Referring still to FIG. 11, each of the support rods 126 is equipped with a retaining clip 128. The intermediate tubes 103 are secured on the support rods 126 by positioning the individual support rods 126 within the fluid conduit lumens 108 (FIG. 10) of the intermediate tubes, and sliding the intermediate tubes 103 up over the support rods 126. Each of the intermediate tubes 103 is typically positioned on the support rod 126 such that a proximal end 130 of the intermediate tube 103 abuts against the base of the retaining clips 128, or such that the tip 120 of the intermediate tube 103 fits snugly against the distal tip of the support rod 126. Although not shown, it is believed that the intermediate tubes 103 can be secured on the support rods 126 without the aid of the retaining clips 128. This is because extruded double lumen tubes 102 generally have a slight bend. This permits the intermediate tube 103 to be secured on the support rod 126 via a friction fit without the aid of the clip 128.
FIG. 19 schematically illustrates the pallet 124 loaded with the plurality of intermediate tubes 103. The pallet 124 transfers the intermediate tubes 103 from place to place via a transporting mechanism 122. For example, the transporting mechanism 122 moves or transfers the loaded pallet 124 between a series of baths or dip tanks used to manufacture the completed Foley catheter 100 shown in FIG. 2. The series of dip tanks are used to form the catheter shaft 104 having the retention balloon 158 of the Foley catheter 100.
In particular, after the intermediate tubes 103 loaded on the pallet 124, the intermediate tubes 103 are transported to a first bath or dip tank 133 by the transporting mechanism 122 (FIG. 19). The first dip tank 133 is raised so that all of the intermediate tubes 103 are simultaneously coated with a bond preventing agent; preferably, a removable bond preventing agent.

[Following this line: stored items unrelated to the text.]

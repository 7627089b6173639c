//! Repository for the `projects` table.

use sitelink_core::types::DbId;
use sqlx::types::Json;
use sqlx::PgPool;

use crate::models::project::{
    CreateProject, Project, UpdateProjectAttachments, DEFAULT_PROJECT_STATUS,
};

/// Column list shared across queries to avoid repetition.
const COLUMNS: &str = "id, name, created_by, status, project_type, budget, start_date, end_date, \
                       description, description_photos, description_files, created_at, updated_at";

/// Provides CRUD operations for projects.
pub struct ProjectRepo;

impl ProjectRepo {
    /// Insert a new project, returning the created row.
    ///
    /// If `status` is `None` in the input, defaults to [`DEFAULT_PROJECT_STATUS`].
    pub async fn create(pool: &PgPool, input: &CreateProject) -> Result<Project, sqlx::Error> {
        let query = format!(
            "INSERT INTO projects
                (name, created_by, status, project_type, budget, start_date, end_date, description)
             VALUES ($1, $2, COALESCE($3, '{DEFAULT_PROJECT_STATUS}'), $4, $5, $6, $7, $8)
             RETURNING {COLUMNS}"
        );
        sqlx::query_as::<_, Project>(&query)
            .bind(&input.name)
            .bind(input.created_by)
            .bind(&input.status)
            .bind(&input.project_type)
            .bind(input.budget)
            .bind(input.start_date)
            .bind(input.end_date)
            .bind(&input.description)
            .fetch_one(pool)
            .await
    }

    pub async fn find_by_id(pool: &PgPool, id: DbId) -> Result<Option<Project>, sqlx::Error> {
        let query = format!("SELECT {COLUMNS} FROM projects WHERE id = $1");
        sqlx::query_as::<_, Project>(&query)
            .bind(id)
            .fetch_optional(pool)
            .await
    }

    /// List a user's projects ordered by most recently created first.
    pub async fn list_by_owner(pool: &PgPool, user_id: DbId) -> Result<Vec<Project>, sqlx::Error> {
        let query = format!(
            "SELECT {COLUMNS} FROM projects WHERE created_by = $1 ORDER BY created_at DESC, id DESC"
        );
        sqlx::query_as::<_, Project>(&query)
            .bind(user_id)
            .fetch_all(pool)
            .await
    }

    /// Replace the description photo and file lists.
    ///
    /// Returns `None` if no row with the given `id` exists.
    pub async fn update_attachments(
        pool: &PgPool,
        id: DbId,
        input: &UpdateProjectAttachments,
    ) -> Result<Option<Project>, sqlx::Error> {
        let query = format!(
            "UPDATE projects SET
                description_photos = $2,
                description_files = $3,
                updated_at = NOW()
             WHERE id = $1
             RETURNING {COLUMNS}"
        );
        sqlx::query_as::<_, Project>(&query)
            .bind(id)
            .bind(&input.description_photos)
            .bind(Json(&input.description_files))
            .fetch_optional(pool)
            .await
    }
}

While the present method relates to machinery that raises and lowers the dip tanks relative to the pallet 124, it is contemplated that the pallet 124 can also be lowered and raised relative the dip tanks.
Still referring to FIG. 19, the intermediate tubes 103 are immersed or dipped into the first dip tank 133 containing the bath of the removable bond preventing agent. The removable bond preventing agent includes materials that form a semi-solid film or coating on surfaces when cooled or dried. Examples of such materials include petroleum jelly or petrolatum, other oil base substances that form a semi-solid film upon cooling to room temperature, liquid soaps that dry to form a semi-solid film, aqueous soap or detergent solutions, aqueous or oil based film forming materials, and the like. In one method, hot petrolatum is used, and in another method, a liquid soap, such as LIQUID IVORY® soap from Proctor & Gamble, Cincinnati, Ohio, is used.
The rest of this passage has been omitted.